Embora dados consolidados do sistema Projeto de Monitoramento do Desmatamento na Amazônia Legal por Satélite (PRODES), do Instituto Nacional de Pesquisas Espaciais (INPE) para o período de agosto de 2023 a julho de 2024 tenham apontado uma área desmatada de 8.174 km² no Cerrado – representando uma queda de 25,7% em relação ao período anterior (agosto/22 a julho/23, que registrou 11.011 km²) e revertendo a tendência de alta imediata –, a pressão sobre o bioma ganhou um novo e preocupante contorno em junho de 2025 com a aprovação do Projeto de Lei 2159/2021 (PL da Devastação), pelo Senado Federal, que flexibiliza o licenciamento ambiental.


O Cerrado é o segundo maior bioma da América do Sul e do Brasil.
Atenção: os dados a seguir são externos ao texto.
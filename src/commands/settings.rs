// Copyright (c) 2025 Soumyadip Sarkar.
// All rights reserved.
//
// This source code is licensed under the license found in the
// LICENSE file in the root directory of this source tree.

use crate::config::{Config, default_config_toml};
use anyhow::{Context, Result, bail};
use std::fs;
use std::path::Path;

pub fn handle(m: &clap::ArgMatches) -> Result<()> {
    let path = Config::path()?;
    match m.subcommand() {
        Some(("init", sub)) => {
            write_default_config(&path, sub.get_flag("force"))?;
            println!("Wrote {}", path.display());
        }
        _ => println!("{}", path.display()),
    }
    Ok(())
}

pub fn write_default_config(path: &Path, force: bool) -> Result<()> {
    if path.exists() && !force {
        bail!("{} already exists (use --force to overwrite)", path.display());
    }
    if let Some(dir) = path.parent() {
        fs::create_dir_all(dir).with_context(|| format!("Create {}", dir.display()))?;
    }
    fs::write(path, default_config_toml())
        .with_context(|| format!("Write {}", path.display()))?;
    Ok(())
}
De acordo com o Instituto Brasileiro de Geografia e Estatística (IBGE), cobre cerca de 23,9% do território nacional, perfazendo uma área entre 1,8 e 2 milhões de km2. É considerado a mais diversificada savana tropical do mundo, possuindo milhares de espécies animais e vegetais em grande parte endêmicas, ou seja, só existem neste bioma.


Sua importância hídrica é fundamental, sendo berço de importantes bacias hidrográficas e conectado ao Aquífero Guarani, com a vegetação nativa e suas raízes profundas desempenhando um papel crucial na infiltração da água das chuvas, um ponto ressaltado por ambientalistas e ativistas como Reynaldo Brito, do Greenpeace, que alerta: "O desmatamento nos afasta das águas."


Apesar de tamanha importância, é o mais ameaçado dentre os biomas, sendo cobiçado para a agricultura, negligenciado pela legislação, menosprezado pela Constituição de 1988, já que somente em 2020 se tornou patrimônio natural do Brasil. Fontes ligadas à defesa ambiental, como Brito, apontam que o avanço da monocultura predatória da soja e a atuação de grandes tradings internacionais são vetores significativos dessa destruição.


A conscientização ambiental, por parte da população, pode mudar este cenário e algumas organizações sem fins de lucro ajudam neste processo, defendendo a necessidade de "desenvolver uma consciência ambiental, que tudo está ligado", e pressionar por sustentabilidade.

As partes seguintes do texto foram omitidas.